BEGIN Records for processing

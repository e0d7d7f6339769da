/// Wavefront OBJ reader
///
/// Supports the `o`, `mtllib`, `v`, `vn`, `vt` and `f` directives; anything
/// else is skipped. Faces are validated as they are read: every index must
/// point at an element defined earlier in the file.
use std::fs;
use std::io::{BufRead, BufReader, Cursor};
use std::path::{Path, PathBuf};

use log::{debug, info, warn};

use crate::error::{IndexKind, MaterialError, ModelError, ParseErrorKind, Result};
use crate::geometry::{Face, FaceFormat, FaceIndex, RawVertex, TexCoord};
use crate::mtl::{candidate_paths, Material};
use crate::tokens::{lines, parse_face_token, parse_floats, parse_vector3, split_directive};

/// Everything read from an OBJ file, before triangulation
#[derive(Debug, Clone, Default)]
pub struct ObjData {
    pub name: Option<String>,
    pub vertices: Vec<RawVertex>,
    pub tex_coords: Vec<TexCoord>,
    pub normals: Vec<[f32; 3]>,
    pub faces: Vec<Face>,
    pub material: Material,
    /// Material file that was actually read, if any
    pub material_path: Option<PathBuf>,
    /// Format of the first face in the file
    pub face_format: Option<FaceFormat>,
    /// Set when a later face does not use the first face's format
    pub mixed_face_formats: bool,
}

/// Line-by-line OBJ parser. Owns the data until the whole input has been
/// read, so a failed parse never hands out partial geometry.
#[derive(Debug)]
pub struct ObjParser {
    data: ObjData,
    path: PathBuf,
    base_dir: Option<PathBuf>,
    line: usize,
}

impl ObjParser {
    fn new(path: &Path, base_dir: Option<PathBuf>) -> Self {
        Self {
            data: ObjData::default(),
            path: path.to_path_buf(),
            base_dir,
            line: 0,
        }
    }

    /// Parse the OBJ file at `path`. `mtllib` references are resolved as
    /// written and then relative to the file's directory.
    pub fn parse_file(path: &Path) -> Result<ObjData> {
        let file = fs::File::open(path).map_err(|e| ModelError::from_io(path.to_path_buf(), e))?;
        info!("Loading model: {}", path.display());

        let base_dir = path.parent().map(Path::to_path_buf);
        Self::new(path, base_dir).run(BufReader::new(file))
    }

    /// Parse OBJ text held in memory. `mtllib` paths are taken as written.
    pub fn parse_str(source: &str) -> Result<ObjData> {
        Self::new(Path::new("<memory>"), None).run(Cursor::new(source))
    }

    /// Parse from any reader; `path` names the source in errors and anchors
    /// relative `mtllib` paths
    pub fn parse_reader<R: BufRead>(reader: R, path: &Path) -> Result<ObjData> {
        let base_dir = path.parent().map(Path::to_path_buf);
        Self::new(path, base_dir).run(reader)
    }

    fn run<R: BufRead>(mut self, reader: R) -> Result<ObjData> {
        for line in lines(reader) {
            let line = line.map_err(|e| ModelError::from_io(self.path.clone(), e))?;
            self.line += 1;
            self.parse_line(&line)?;
        }

        info!(
            "Parsed {}: {} vertices, {} texture coordinates, {} normals, {} faces",
            self.path.display(),
            self.data.vertices.len(),
            self.data.tex_coords.len(),
            self.data.normals.len(),
            self.data.faces.len()
        );
        Ok(self.data)
    }

    fn error(&self, kind: ParseErrorKind) -> ModelError {
        ModelError::Parse {
            path: self.path.clone(),
            line: self.line,
            kind,
        }
    }

    fn parse_line(&mut self, line: &str) -> Result<()> {
        let Some((keyword, value)) = split_directive(line) else {
            return Ok(());
        };

        match keyword {
            "o" => {
                self.data.name = if value.is_empty() {
                    None
                } else {
                    Some(value.to_string())
                };
            }
            "mtllib" => self.load_material(value)?,
            "v" => {
                let [x, y, z] = parse_vector3(value).map_err(|kind| self.error(kind))?;
                self.data.vertices.push(RawVertex::new(x, y, z));
            }
            "vn" => {
                let normal = parse_vector3(value).map_err(|kind| self.error(kind))?;
                self.data.normals.push(normal);
            }
            "vt" => {
                let tex_coord = self.parse_tex_coord(value).map_err(|kind| self.error(kind))?;
                self.data.tex_coords.push(tex_coord);
            }
            "f" => {
                let face = self.parse_face(value).map_err(|kind| self.error(kind))?;
                self.push_face(face);
            }
            other => debug!("Ignoring directive {:?} on line {}", other, self.line),
        }
        Ok(())
    }

    fn parse_tex_coord(&self, value: &str) -> std::result::Result<TexCoord, ParseErrorKind> {
        let numbers = parse_floats(value)?;
        match numbers[..] {
            [u, v] => Ok(TexCoord { u, v, w: 0.0 }),
            [u, v, w, ..] => Ok(TexCoord { u, v, w }),
            _ => Err(ParseErrorKind::MissingComponent {
                expected: 2,
                found: numbers.len(),
            }),
        }
    }

    fn parse_face(&self, value: &str) -> std::result::Result<Face, ParseErrorKind> {
        let tokens: Vec<&str> = value.split_whitespace().collect();
        if tokens.len() < 3 {
            return Err(ParseErrorKind::TooFewFaceIndices(tokens.len()));
        }

        let mut format = FaceFormat::Plain;
        let mut indices = Vec::with_capacity(tokens.len());
        for token in tokens {
            let token = parse_face_token(token)?;
            if token.slashed {
                format = FaceFormat::Slashed;
            }

            let vertex = resolve(token.vertex, IndexKind::Vertex, self.data.vertices.len())?;
            let tex_coord = token
                .tex_coord
                .map(|index| resolve(index, IndexKind::TexCoord, self.data.tex_coords.len()))
                .transpose()?;
            let normal = token
                .normal
                .map(|index| resolve(index, IndexKind::Normal, self.data.normals.len()))
                .transpose()?;

            indices.push(FaceIndex {
                vertex,
                tex_coord,
                normal,
            });
        }

        Ok(Face { indices, format })
    }

    fn push_face(&mut self, face: Face) {
        match self.data.face_format {
            None => self.data.face_format = Some(face.format),
            Some(first) if first != face.format && !self.data.mixed_face_formats => {
                warn!(
                    "{}:{}: face format {:?} differs from the first face ({:?}); each face keeps its own references",
                    self.path.display(),
                    self.line,
                    face.format,
                    first
                );
                self.data.mixed_face_formats = true;
            }
            Some(_) => {}
        }
        self.data.faces.push(face);
    }

    /// A missing material file only costs the material; malformed contents
    /// abort the load.
    fn load_material(&mut self, reference: &str) -> Result<()> {
        if reference.is_empty() {
            warn!("{}:{}: mtllib without a file name", self.path.display(), self.line);
            return Ok(());
        }

        for candidate in candidate_paths(reference, self.base_dir.as_deref()) {
            match self.data.material.merge_file(&candidate) {
                Ok(()) => {
                    debug!("Loaded material file {}", candidate.display());
                    self.data.material_path = Some(candidate);
                    return Ok(());
                }
                Err(MaterialError::NotFound { .. }) => continue,
                Err(e) => return Err(e.into()),
            }
        }

        warn!(
            "Error opening the material file {}, using the default material",
            reference
        );
        Ok(())
    }
}

/// Turn a 1-based file index into a 0-based one, checking it against the
/// number of elements defined so far
fn resolve(index: i64, kind: IndexKind, len: usize) -> std::result::Result<usize, ParseErrorKind> {
    if index == 0 {
        return Err(ParseErrorKind::ZeroIndex(kind));
    }
    if index < 0 {
        return Err(ParseErrorKind::NegativeIndex { kind, index });
    }

    let index = index as usize;
    if index > len {
        return Err(ParseErrorKind::IndexOutOfRange { kind, index, len });
    }
    Ok(index - 1)
}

END Records for processing

Exactly as written above, copy out all the records.

repository e0d7d7f6339769da
/// Wavefront OBJ reader
///
/// Supports the `o`, `mtllib`, `v`, `vn`, `vt` and `f` directives; anything
/// else is skipped. Faces are validated as they are read: every index must
/// point at an element defined earlier in the file.
use std::fs;
use std::io::{BufRead, BufReader, Cursor};
use std::path::{Path, PathBuf};

use log::{debug, info, warn};

use crate::error::{IndexKind, MaterialError, ModelError, ParseErrorKind, Result};
use crate::geometry::{Face, FaceFormat, FaceIndex, RawVertex, TexCoord};
use crate::mtl::{candidate_paths, Material};
use crate::tokens::{lines, parse_face_token, parse_floats, parse_vector3, split_directive};

/// Everything read from an OBJ file, before triangulation
#[derive(Debug, Clone, Default)]
pub struct ObjData {
    pub name: Option<String>,
    pub vertices: Vec<RawVertex>,
    pub tex_coords: Vec<TexCoord>,
    pub normals: Vec<[f32; 3]>,
    pub faces: Vec<Face>,
    pub material: Material,
    /// Material file that was actually read, if any
    pub material_path: Option<PathBuf>,
    /// Format of the first face in the file
    pub face_format: Option<FaceFormat>,
    /// Set when a later face does not use the first face's format
    pub mixed_face_formats: bool,
}

/// Line-by-line OBJ parser. Owns the data until the whole input has been
/// read, so a failed parse never hands out partial geometry.
#[derive(Debug)]
pub struct ObjParser {
    data: ObjData,
    path: PathBuf,
    base_dir: Option<PathBuf>,
    line: usize,
}

impl ObjParser {
    fn new(path: &Path, base_dir: Option<PathBuf>) -> Self {
        Self {
            data: ObjData::default(),
            path: path.to_path_buf(),
            base_dir,
            line: 0,
        }
    }

    /// Parse the OBJ file at `path`. `mtllib` references are resolved as
    /// written and then relative to the file's directory.
    pub fn parse_file(path: &Path) -> Result<ObjData> {
        let file = fs::File::open(path).map_err(|e| ModelError::from_io(path.to_path_buf(), e))?;
        info!("Loading model: {}", path.display());

        let base_dir = path.parent().map(Path::to_path_buf);
        Self::new(path, base_dir).run(BufReader::new(file))
    }

    /// Parse OBJ text held in memory. `mtllib` paths are taken as written.
    pub fn parse_str(source: &str) -> Result<ObjData> {
        Self::new(Path::new("<memory>"), None).run(Cursor::new(source))
    }

    /// Parse from any reader; `path` names the source in errors and anchors
    /// relative `mtllib` paths
    pub fn parse_reader<R: BufRead>(reader: R, path: &Path) -> Result<ObjData> {
        let base_dir = path.parent().map(Path::to_path_buf);
        Self::new(path, base_dir).run(reader)
    }

    fn run<R: BufRead>(mut self, reader: R) -> Result<ObjData> {
        for line in lines(reader) {
            let line = line.map_err(|e| ModelError::from_io(self.path.clone(), e))?;
            self.line += 1;
            self.parse_line(&line)?;
        }

        info!(
            "Parsed {}: {} vertices, {} texture coordinates, {} normals, {} faces",
            self.path.display(),
            self.data.vertices.len(),
            self.data.tex_coords.len(),
            self.data.normals.len(),
            self.data.faces.len()
        );
        Ok(self.data)
    }

    fn error(&self, kind: ParseErrorKind) -> ModelError {
        ModelError::Parse {
            path: self.path.clone(),
            line: self.line,
            kind,
        }
    }

    fn parse_line(&mut self, line: &str) -> Result<()> {
        let Some((keyword, value)) = split_directive(line) else {
            return Ok(());
        };

        match keyword {
            "o" => {
                self.data.name = if value.is_empty() {
                    None
                } else {
                    Some(value.to_string())
                };
            }
            "mtllib" => self.load_material(value)?,
            "v" => {
                let [x, y, z] = parse_vector3(value).map_err(|kind| self.error(kind))?;
                self.data.vertices.push(RawVertex::new(x, y, z));
            }
            "vn" => {
                let normal = parse_vector3(value).map_err(|kind| self.error(kind))?;
                self.data.normals.push(normal);
            }
            "vt" => {
                let tex_coord = self.parse_tex_coord(value).map_err(|kind| self.error(kind))?;
                self.data.tex_coords.push(tex_coord);
            }
            "f" => {
                let face = self.parse_face(value).map_err(|kind| self.error(kind))?;
                self.push_face(face);
            }
            other => debug!("Ignoring directive {:?} on line {}", other, self.line),
        }
        Ok(())
    }

    fn parse_tex_coord(&self, value: &str) -> std::result::Result<TexCoord, ParseErrorKind> {
        let numbers = parse_floats(value)?;
        match numbers[..] {
            [u, v] => Ok(TexCoord { u, v, w: 0.0 }),
            [u, v, w, ..] => Ok(TexCoord { u, v, w }),
            _ => Err(ParseErrorKind::MissingComponent {
                expected: 2,
                found: numbers.len(),
            }),
        }
    }

    fn parse_face(&self, value: &str) -> std::result::Result<Face, ParseErrorKind> {
        let tokens: Vec<&str> = value.split_whitespace().collect();
        if tokens.len() < 3 {
            return Err(ParseErrorKind::TooFewFaceIndices(tokens.len()));
        }

        let mut format = FaceFormat::Plain;
        let mut indices = Vec::with_capacity(tokens.len());
        for token in tokens {
            let token = parse_face_token(token)?;
            if token.slashed {
                format = FaceFormat::Slashed;
            }

            let vertex = resolve(token.vertex, IndexKind::Vertex, self.data.vertices.len())?;
            let tex_coord = token
                .tex_coord
                .map(|index| resolve(index, IndexKind::TexCoord, self.data.tex_coords.len()))
                .transpose()?;
            let normal = token
                .normal
                .map(|index| resolve(index, IndexKind::Normal, self.data.normals.len()))
                .transpose()?;

            indices.push(FaceIndex {
                vertex,
                tex_coord,
                normal,
            });
        }

        Ok(Face { indices, format })
    }

    fn push_face(&mut self, face: Face) {
        match self.data.face_format {
            None => self.data.face_format = Some(face.format),
            Some(first) if first != face.format && !self.data.mixed_face_formats => {
                warn!(
                    "{}:{}: face format {:?} differs from the first face ({:?}); each face keeps its own references",
                    self.path.display(),
                    self.line,
                    face.format,
                    first
                );
                self.data.mixed_face_formats = true;
            }
            Some(_) => {}
        }
        self.data.faces.push(face);
    }

    /// A missing material file only costs the material; malformed contents
    /// abort the load.
    fn load_material(&mut self, reference: &str) -> Result<()> {
        if reference.is_empty() {
            warn!("{}:{}: mtllib without a file name", self.path.display(), self.line);
            return Ok(());
        }

        for candidate in candidate_paths(reference, self.base_dir.as_deref()) {
            match self.data.material.merge_file(&candidate) {
                Ok(()) => {
                    debug!("Loaded material file {}", candidate.display());
                    self.data.material_path = Some(candidate);
                    return Ok(());
                }
                Err(MaterialError::NotFound { .. }) => continue,
                Err(e) => return Err(e.into()),
            }
        }

        warn!(
            "Error opening the material file {}, using the default material",
            reference
        );
        Ok(())
    }
}

/// Turn a 1-based file index into a 0-based one, checking it against the
/// number of elements defined so far
fn resolve(index: i64, kind: IndexKind, len: usize) -> std::result::Result<usize, ParseErrorKind> {
    if index == 0 {
        return Err(ParseErrorKind::ZeroIndex(kind));
    }
    if index < 0 {
        return Err(ParseErrorKind::NegativeIndex { kind, index });
    }

    let index = index as usize;
    if index > len {
        return Err(ParseErrorKind::IndexOutOfRange { kind, index, len });
    }
    Ok(index - 1)
}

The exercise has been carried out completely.